> Dataset entries:
BEGIN
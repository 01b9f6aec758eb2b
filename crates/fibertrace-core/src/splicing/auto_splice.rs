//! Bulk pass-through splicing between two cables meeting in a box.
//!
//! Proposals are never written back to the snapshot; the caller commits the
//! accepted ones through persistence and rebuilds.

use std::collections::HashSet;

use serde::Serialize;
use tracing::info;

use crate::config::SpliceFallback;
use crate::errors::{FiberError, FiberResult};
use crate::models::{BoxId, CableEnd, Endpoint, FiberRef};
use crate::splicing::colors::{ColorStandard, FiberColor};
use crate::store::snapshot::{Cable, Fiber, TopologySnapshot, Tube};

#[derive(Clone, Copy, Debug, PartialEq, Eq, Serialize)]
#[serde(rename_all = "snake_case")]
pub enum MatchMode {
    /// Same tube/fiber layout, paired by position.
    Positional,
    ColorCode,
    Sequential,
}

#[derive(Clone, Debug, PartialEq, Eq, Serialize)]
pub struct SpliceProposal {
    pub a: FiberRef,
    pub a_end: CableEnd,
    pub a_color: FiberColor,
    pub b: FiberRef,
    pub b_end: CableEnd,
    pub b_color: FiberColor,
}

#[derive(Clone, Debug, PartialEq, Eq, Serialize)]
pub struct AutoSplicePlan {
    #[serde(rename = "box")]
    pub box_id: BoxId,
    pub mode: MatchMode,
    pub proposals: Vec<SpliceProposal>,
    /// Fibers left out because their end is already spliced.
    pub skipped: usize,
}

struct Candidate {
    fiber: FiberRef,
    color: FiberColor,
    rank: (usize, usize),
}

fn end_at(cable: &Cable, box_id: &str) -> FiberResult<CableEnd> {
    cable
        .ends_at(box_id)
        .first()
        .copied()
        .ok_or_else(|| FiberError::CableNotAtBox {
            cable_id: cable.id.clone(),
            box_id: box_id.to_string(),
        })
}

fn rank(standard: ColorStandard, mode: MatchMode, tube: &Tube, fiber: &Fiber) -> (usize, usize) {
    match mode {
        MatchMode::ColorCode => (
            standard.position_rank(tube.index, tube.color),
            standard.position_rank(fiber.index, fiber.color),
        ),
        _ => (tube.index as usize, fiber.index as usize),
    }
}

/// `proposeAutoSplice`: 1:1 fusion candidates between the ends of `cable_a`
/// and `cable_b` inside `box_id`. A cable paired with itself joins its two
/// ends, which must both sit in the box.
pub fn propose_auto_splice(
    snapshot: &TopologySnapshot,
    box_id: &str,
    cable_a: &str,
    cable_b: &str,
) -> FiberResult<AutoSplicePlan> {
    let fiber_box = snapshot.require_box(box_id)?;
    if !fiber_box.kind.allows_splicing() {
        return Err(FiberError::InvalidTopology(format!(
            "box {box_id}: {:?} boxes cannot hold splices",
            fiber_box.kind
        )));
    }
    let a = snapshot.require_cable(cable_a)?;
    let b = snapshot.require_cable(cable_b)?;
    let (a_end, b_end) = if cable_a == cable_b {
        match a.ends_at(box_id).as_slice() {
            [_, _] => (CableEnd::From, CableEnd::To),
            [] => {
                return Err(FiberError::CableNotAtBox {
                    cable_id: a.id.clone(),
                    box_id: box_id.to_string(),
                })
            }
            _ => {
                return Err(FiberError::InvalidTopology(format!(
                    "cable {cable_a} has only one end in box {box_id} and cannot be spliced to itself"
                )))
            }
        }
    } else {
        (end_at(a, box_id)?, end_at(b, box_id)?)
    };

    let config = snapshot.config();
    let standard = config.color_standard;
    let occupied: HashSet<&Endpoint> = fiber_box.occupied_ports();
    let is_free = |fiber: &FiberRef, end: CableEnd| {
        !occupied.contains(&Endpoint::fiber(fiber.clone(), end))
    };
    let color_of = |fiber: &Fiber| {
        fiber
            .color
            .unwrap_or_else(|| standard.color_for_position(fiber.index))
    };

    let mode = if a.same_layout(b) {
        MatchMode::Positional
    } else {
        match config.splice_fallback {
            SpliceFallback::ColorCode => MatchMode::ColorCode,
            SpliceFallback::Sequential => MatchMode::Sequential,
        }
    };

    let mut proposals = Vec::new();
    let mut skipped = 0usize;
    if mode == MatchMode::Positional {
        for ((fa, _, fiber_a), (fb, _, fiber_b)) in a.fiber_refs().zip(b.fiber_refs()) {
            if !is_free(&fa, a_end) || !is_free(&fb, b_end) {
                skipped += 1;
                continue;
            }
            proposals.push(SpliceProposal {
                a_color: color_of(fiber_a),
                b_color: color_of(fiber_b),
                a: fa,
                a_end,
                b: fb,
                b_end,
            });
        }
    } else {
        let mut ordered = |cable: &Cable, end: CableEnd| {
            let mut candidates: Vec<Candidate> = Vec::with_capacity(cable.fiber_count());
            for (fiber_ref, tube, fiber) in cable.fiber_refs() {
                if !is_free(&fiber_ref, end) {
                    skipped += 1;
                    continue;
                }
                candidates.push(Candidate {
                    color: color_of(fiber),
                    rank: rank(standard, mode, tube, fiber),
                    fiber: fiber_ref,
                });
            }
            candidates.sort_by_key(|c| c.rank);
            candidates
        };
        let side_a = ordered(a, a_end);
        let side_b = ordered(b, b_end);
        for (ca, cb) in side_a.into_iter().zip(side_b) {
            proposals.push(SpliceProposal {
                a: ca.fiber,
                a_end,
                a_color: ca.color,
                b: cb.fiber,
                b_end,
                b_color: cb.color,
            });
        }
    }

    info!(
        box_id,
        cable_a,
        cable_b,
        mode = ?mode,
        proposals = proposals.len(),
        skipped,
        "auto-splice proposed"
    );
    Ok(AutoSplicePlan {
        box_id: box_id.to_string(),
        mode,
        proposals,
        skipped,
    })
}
END
> Assigned task:
Could you please repeat the data exactly as given?

> Solution for this exercise:
repository 01b9f6aec758eb2b
filename crates/fibertrace-core/src/splicing/auto_splice.rs
//! Bulk pass-through splicing between two cables meeting in a box.
//!
//! Proposals are never written back to the snapshot; the caller commits the
//! accepted ones through persistence and rebuilds.

use std::collections::HashSet;

use serde::Serialize;
use tracing::info;

use crate::config::SpliceFallback;
use crate::errors::{FiberError, FiberResult};
use crate::models::{BoxId, CableEnd, Endpoint, FiberRef};
use crate::splicing::colors::{ColorStandard, FiberColor};
use crate::store::snapshot::{Cable, Fiber, TopologySnapshot, Tube};

#[derive(Clone, Copy, Debug, PartialEq, Eq, Serialize)]
#[serde(rename_all = "snake_case")]
pub enum MatchMode {
    /// Same tube/fiber layout, paired by position.
    Positional,
    ColorCode,
    Sequential,
}

#[derive(Clone, Debug, PartialEq, Eq, Serialize)]
pub struct SpliceProposal {
    pub a: FiberRef,
    pub a_end: CableEnd,
    pub a_color: FiberColor,
    pub b: FiberRef,
    pub b_end: CableEnd,
    pub b_color: FiberColor,
}

#[derive(Clone, Debug, PartialEq, Eq, Serialize)]
pub struct AutoSplicePlan {
    #[serde(rename = "box")]
    pub box_id: BoxId,
    pub mode: MatchMode,
    pub proposals: Vec<SpliceProposal>,
    /// Fibers left out because their end is already spliced.
    pub skipped: usize,
}

struct Candidate {
    fiber: FiberRef,
    color: FiberColor,
    rank: (usize, usize),
}

fn end_at(cable: &Cable, box_id: &str) -> FiberResult<CableEnd> {
    cable
        .ends_at(box_id)
        .first()
        .copied()
        .ok_or_else(|| FiberError::CableNotAtBox {
            cable_id: cable.id.clone(),
            box_id: box_id.to_string(),
        })
}

fn rank(standard: ColorStandard, mode: MatchMode, tube: &Tube, fiber: &Fiber) -> (usize, usize) {
    match mode {
        MatchMode::ColorCode => (
            standard.position_rank(tube.index, tube.color),
            standard.position_rank(fiber.index, fiber.color),
        ),
        _ => (tube.index as usize, fiber.index as usize),
    }
}

/// `proposeAutoSplice`: 1:1 fusion candidates between the ends of `cable_a`
/// and `cable_b` inside `box_id`. A cable paired with itself joins its two
/// ends, which must both sit in the box.
pub fn propose_auto_splice(
    snapshot: &TopologySnapshot,
    box_id: &str,
    cable_a: &str,
    cable_b: &str,
) -> FiberResult<AutoSplicePlan> {
    let fiber_box = snapshot.require_box(box_id)?;
    if !fiber_box.kind.allows_splicing() {
        return Err(FiberError::InvalidTopology(format!(
            "box {box_id}: {:?} boxes cannot hold splices",
            fiber_box.kind
        )));
    }
    let a = snapshot.require_cable(cable_a)?;
    let b = snapshot.require_cable(cable_b)?;
    let (a_end, b_end) = if cable_a == cable_b {
        match a.ends_at(box_id).as_slice() {
            [_, _] => (CableEnd::From, CableEnd::To),
            [] => {
                return Err(FiberError::CableNotAtBox {
                    cable_id: a.id.clone(),
                    box_id: box_id.to_string(),
                })
            }
            _ => {
                return Err(FiberError::InvalidTopology(format!(
                    "cable {cable_a} has only one end in box {box_id} and cannot be spliced to itself"
                )))
            }
        }
    } else {
        (end_at(a, box_id)?, end_at(b, box_id)?)
    };

    let config = snapshot.config();
    let standard = config.color_standard;
    let occupied: HashSet<&Endpoint> = fiber_box.occupied_ports();
    let is_free = |fiber: &FiberRef, end: CableEnd| {
        !occupied.contains(&Endpoint::fiber(fiber.clone(), end))
    };
    let color_of = |fiber: &Fiber| {
        fiber
            .color
            .unwrap_or_else(|| standard.color_for_position(fiber.index))
    };

    let mode = if a.same_layout(b) {
        MatchMode::Positional
    } else {
        match config.splice_fallback {
            SpliceFallback::ColorCode => MatchMode::ColorCode,
            SpliceFallback::Sequential => MatchMode::Sequential,
        }
    };

    let mut proposals = Vec::new();
    let mut skipped = 0usize;
    if mode == MatchMode::Positional {
        for ((fa, _, fiber_a), (fb, _, fiber_b)) in a.fiber_refs().zip(b.fiber_refs()) {
            if !is_free(&fa, a_end) || !is_free(&fb, b_end) {
                skipped += 1;
                continue;
            }
            proposals.push(SpliceProposal {
                a_color: color_of(fiber_a),
                b_color: color_of(fiber_b),
                a: fa,
                a_end,
                b: fb,
                b_end,
            });
        }
    } else {
        let mut ordered = |cable: &Cable, end: CableEnd| {
            let mut candidates: Vec<Candidate> = Vec::with_capacity(cable.fiber_count());
            for (fiber_ref, tube, fiber) in cable.fiber_refs() {
                if !is_free(&fiber_ref, end) {
                    skipped += 1;
                    continue;
                }
                candidates.push(Candidate {
                    color: color_of(fiber),
                    rank: rank(standard, mode, tube, fiber),
                    fiber: fiber_ref,
                });
            }
            candidates.sort_by_key(|c| c.rank);
            candidates
        };
        let side_a = ordered(a, a_end);
        let side_b = ordered(b, b_end);
        for (ca, cb) in side_a.into_iter().zip(side_b) {
            proposals.push(SpliceProposal {
                a: ca.fiber,
                a_end,
                a_color: ca.color,
                b: cb.fiber,
                b_end,
                b_color: cb.color,
            });
        }
    }

    info!(
        box_id,
        cable_a,
        cable_b,
        mode = ?mode,
        proposals = proposals.len(),
        skipped,
        "auto-splice proposed"
    );
    Ok(AutoSplicePlan {
        box_id: box_id.to_string(),
        mode,
        proposals,
        skipped,
    })
}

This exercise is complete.